Public Policy Development in the Political Environment – GOVT 458

CG • Section 8WK • 07/01/2018 to 12/31/2199 • Modified 09/05/2023

Course Description

This capstone course for public policy concentrators will emphasize the application of foreign, social and economic policy concepts. The student will be exposed to contemporary cases for which they will be required to build policy responses and political implementation strategies.

For information regarding prerequisites for this course, please refer to the Academic Course Catalog.

Rationale

In this foundational course, students will be introduced to the pubic policy process as well as policy analysis models. Students should be able to demonstrate an understanding of a biblical Christian worldview in the public policy arena.

Course Assignment

After reading the Course Syllabus and Student Expectations, the student will complete the related checklist found in the Course Overview.

Discussions are collaborative learning experiences.

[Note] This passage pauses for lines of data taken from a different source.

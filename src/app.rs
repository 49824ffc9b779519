// src/app.rs
//
// Calculatrice π - module App (racine)
// ------------------------------------
// - sous-modules : etat.rs (état, sans vue) + vue.rs (egui)
// - impl eframe::App (natif + web)

pub mod etat;
pub mod vue;

pub use etat::AppPi;

use eframe::egui;

impl eframe::App for AppPi {
    fn update(&mut self, ctx: &egui::Context, _frame: &mut eframe::Frame) {
        // ESC = remise à zéro des champs (comme "AC")
        let esc = ctx.input(|i| i.key_pressed(egui::Key::Escape));
        if esc {
            self.reset_total();
        }

        egui::CentralPanel::default().show(ctx, |ui| {
            self.ui(ui);
        });
    }
}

Therefore, the student is required to provide a thread in response to the provided prompt for each Discussion. Each thread must be at least 300-400 words and demonstrate course-related knowledge. In addition to the thread, the student is required to reply to 2 other classmates’ threads. Each reply must be at least 100 words.

The student will write 6 research-based papers ranging from 1 to 6 pages (length depends on topic) in current APA format. Each of these essays will feed into the final project. The papers must include at least 2–10 references in addition to the course textbooks and the Bible.

The student will complete a presentation summarizing your policy and the steps that would be hypothetically taken to achieve passage. The presentation must be 20–25 PowerPoint slides and include at least 5–6 scholarly sources in addition to the course textbooks and the Bible. All sources must be in current APA format, bibliography style.

Each quiz will cover the Learn items for the Module: Week in which it is assigned. Each quiz will be open-book/open-notes, contain 50 multiple-choice and true/false questions, and have a 1-hour and 30-minute time limit.